What the exercise asks: Go through the records below and copy out every line holding "BatchWriter".

Source data:
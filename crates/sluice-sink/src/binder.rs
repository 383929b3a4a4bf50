//! Mapping of record fields onto statement parameters
//!
//! With declared column types every field is bound through the typed bind of
//! its tag, and NULLs carry the tag so the database sees a typed NULL. Tags
//! without a typed bind, and fields past the end of the declared types, fall
//! back to a generic bind the driver resolves on its own.

use sluice_rdbc::connection::PreparedStatement;
use sluice_rdbc::{Param, Record, SqlType, TypedValue, Value};
use tracing::warn;

use crate::error::WriteError;

/// Convert one field into the parameter bound at `position` (1-based)
pub fn to_param(position: usize, value: &Value, sql_type: Option<SqlType>) -> Result<Param, WriteError> {
    let Some(sql_type) = sql_type.map(SqlType::normalized) else {
        return Ok(Param::Object(value.clone()));
    };

    if value.is_null() {
        return Ok(Param::Null(sql_type));
    }

    match sql_type {
        SqlType::Null => Ok(Param::Null(SqlType::Null)),
        SqlType::Other(_) => {
            warn!(
                column = position,
                sql_type = %sql_type,
                value = %value,
                "Unmanaged SQL type, binding field without type information"
            );
            Ok(Param::Object(value.clone()))
        }
        _ => TypedValue::from_value(sql_type, value.clone())
            .map(|typed| Param::Typed(sql_type, typed))
            .map_err(|source| WriteError::BindTypeMismatch {
                position,
                expected: sql_type,
                actual: value.type_name(),
                source,
            }),
    }
}

/// Bind every field of `record` as the current row of `statement`
pub fn bind_record(
    statement: &mut dyn PreparedStatement,
    record: &Record,
    column_types: Option<&[SqlType]>,
) -> Result<(), WriteError> {
    for (index, value) in record.iter().enumerate() {
        let position = index + 1;
        let param = match column_types {
            None => {
                warn!(
                    position,
                    value = %value,
                    "No column types configured, binding field without type information"
                );
                to_param(position, value, None)?
            }
            Some(types) => match types.get(index) {
                Some(sql_type) => to_param(position, value, Some(*sql_type))?,
                None => {
                    warn!(
                        column = position,
                        sql_type = "undeclared",
                        value = %value,
                        "Unmanaged SQL type, binding field without type information"
                    );
                    to_param(position, value, None)?
                }
            },
        };

        statement
            .bind(position, param)
            .map_err(|source| WriteError::Bind { position, source })?;
    }
    Ok(())
}
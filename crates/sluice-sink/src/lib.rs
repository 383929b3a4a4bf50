//! # sluice-sink
//!
//! Batched relational database output sink.
//!
//! Records produced by a pipeline are bound to a parameterized insert
//! statement and written in batches: the batch is executed every
//! `batch_size` records and once more on close.
//!
//! ## Quick Start
//!
//! ```rust,ignore
//! use sluice_sink::prelude::*;
//!
//! let mut writer = SinkBuilder::new()
//!     .driver("org.postgresql.Driver")
//!     .url("postgres://db.internal/library")
//!     .username("writer")
//!     .password(std::env::var("DB_PASSWORD")?)
//!     .insert_statement("INSERT INTO books (id, title) VALUES ($1, $2)")
//!     .column_types(vec![SqlType::Integer, SqlType::Varchar])
//!     .batch_size(1000)
//!     .finish()?;
//!
//! writer.open(0, 1).await?;
//! for record in records {
//!     writer.write(&record).await?;
//! }
//! let report = writer.close().await;
//! ```
//!
//! Settings can also be loaded from a YAML or JSON document with
//! [`SinkSettings`] and turned into a builder with
//! [`SinkBuilder::from_settings`].
//!
//! ## Feature Flags
//!
//! - `postgres` - PostgreSQL driver
//! - `mysql` - MySQL/MariaDB driver
//! - `full` - All drivers

#![warn(missing_docs)]
#![warn(clippy::all)]
#![deny(unsafe_code)]

pub mod binder;
pub mod builder;
pub mod config;
pub mod error;
pub mod secret;
pub mod settings;
pub mod stats;
pub mod writer;

/// Prelude module for convenient imports
pub mod prelude {
    pub use crate::builder::SinkBuilder;
    pub use crate::config::{SinkConfig, DEFAULT_BATCH_SIZE};
    pub use crate::error::{OpenError, Result, ShutdownFailure, SinkError, WriteError};
    pub use crate::secret::SensitiveString;
    pub use crate::settings::SinkSettings;
    pub use crate::stats::SinkStats;
    pub use crate::writer::{BatchWriter, CloseReport, WriterState};

    pub use sluice_rdbc::driver::DriverRegistry;
    pub use sluice_rdbc::{Record, SqlType, Value};
}

// Re-export commonly used items at crate root
pub use builder::SinkBuilder;
pub use config::SinkConfig;
pub use error::{OpenError, Result, ShutdownFailure, SinkError, WriteError};
pub use secret::SensitiveString;
pub use settings::SinkSettings;
pub use stats::SinkStats;
pub use writer::{BatchWriter, CloseReport, WriterState};
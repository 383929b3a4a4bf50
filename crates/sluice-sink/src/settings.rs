//! Sink settings documents
//!
//! A [`SinkSettings`] document carries the same fields as the builder
//! setters and can be loaded from YAML or JSON:
//!
//! ```yaml
//! driver: org.postgresql.Driver
//! url: postgres://db.internal:5432/library
//! username: writer
//! password: ${SINK_DB_PASSWORD}
//! insert_statement: INSERT INTO books (id, title, price) VALUES ($1, $2, $3)
//! batch_size: ${SINK_BATCH_SIZE:-5000}
//! column_types: [INTEGER, VARCHAR, DECIMAL]
//! ```
//!
//! `${VAR}` and `${VAR:-default}` are replaced with environment variables
//! before parsing.

use schemars::JsonSchema;
use serde::{Deserialize, Serialize};
use sluice_rdbc::SqlType;
use std::path::Path;
use std::sync::LazyLock;
use validator::Validate;

use crate::config::DEFAULT_BATCH_SIZE;
use crate::error::{Result, SinkError};
use crate::secret::SensitiveString;

/// Pattern: ${VAR} or ${VAR:-default}
static ENV_VAR_REGEX: LazyLock<regex::Regex> = LazyLock::new(|| {
    regex::Regex::new(r"\$\{([a-zA-Z_][a-zA-Z0-9_]*)(?::-([^}]*))?\}")
        .expect("env var regex pattern is invalid - this is a bug")
});

/// Deserializable sink settings
#[derive(Debug, Clone, PartialEq, Serialize, Deserialize, Validate, JsonSchema)]
pub struct SinkSettings {
    /// Driver name or alias, e.g. `postgres` or `org.postgresql.Driver`
    #[validate(length(min = 1))]
    pub driver: String,

    /// Database URL
    #[validate(length(min = 1))]
    pub url: String,

    /// Database user
    #[serde(default)]
    pub username: Option<String>,

    /// Database password
    #[serde(default)]
    pub password: Option<SensitiveString>,

    /// Parameterized insert statement
    #[validate(length(min = 1))]
    pub insert_statement: String,

    /// Records per batch (default: 5000)
    #[serde(default = "default_batch_size")]
    #[validate(range(min = 1))]
    pub batch_size: usize,

    /// SQL type of each placeholder, by name (`VARCHAR`) or JDBC code (`12`)
    #[serde(default)]
    #[schemars(with = "Option<Vec<String>>")]
    pub column_types: Option<Vec<SqlType>>,
}

fn default_batch_size() -> usize {
    DEFAULT_BATCH_SIZE
}

impl SinkSettings {
    /// Parse and validate a YAML document
    pub fn from_yaml_str(content: &str) -> Result<Self> {
        let expanded = expand_env_vars(content);
        let settings: Self = serde_yaml::from_str(&expanded)
            .map_err(|e| SinkError::config(format!("Failed to parse settings: {}", e)))?;
        settings.check()?;
        Ok(settings)
    }

    /// Parse and validate a JSON document
    pub fn from_json_str(content: &str) -> Result<Self> {
        let expanded = expand_env_vars(content);
        let settings: Self = serde_json::from_str(&expanded)
            .map_err(|e| SinkError::config(format!("Failed to parse settings: {}", e)))?;
        settings.check()?;
        Ok(settings)
    }

    /// Load settings from a file; `.json` files are read as JSON, anything
    /// else as YAML
    pub fn from_file(path: impl AsRef<Path>) -> Result<Self> {
        let path = path.as_ref();
        let content = std::fs::read_to_string(path).map_err(|e| {
            SinkError::config(format!(
                "Failed to read settings file {}: {}",
                path.display(),
                e
            ))
        })?;

        let is_json = path
            .extension()
            .is_some_and(|ext| ext.eq_ignore_ascii_case("json"));
        if is_json {
            Self::from_json_str(&content)
        } else {
            Self::from_yaml_str(&content)
        }
    }

    /// JSON schema of the settings document
    pub fn json_schema() -> schemars::schema::RootSchema {
        schemars::schema_for!(SinkSettings)
    }

    fn check(&self) -> Result<()> {
        self.validate()
            .map_err(|e| SinkError::config(format!("Invalid settings: {}", e)))
    }
}

/// Expand environment variables in the format ${VAR} or ${VAR:-default}
///
/// Unset variables without a default expand to the empty string.
pub fn expand_env_vars(content: &str) -> String {
    ENV_VAR_REGEX
        .replace_all(content, |caps: &regex::Captures| {
            let var_name = &caps[1];
            let default = caps.get(2).map(|m| m.as_str());

            std::env::var(var_name).unwrap_or_else(|_| default.unwrap_or("").to_string())
        })
        .to_string()
}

Exercise solution:
    pub use crate::writer::{BatchWriter, CloseReport, WriterState};
pub use writer::{BatchWriter, CloseReport, WriterState};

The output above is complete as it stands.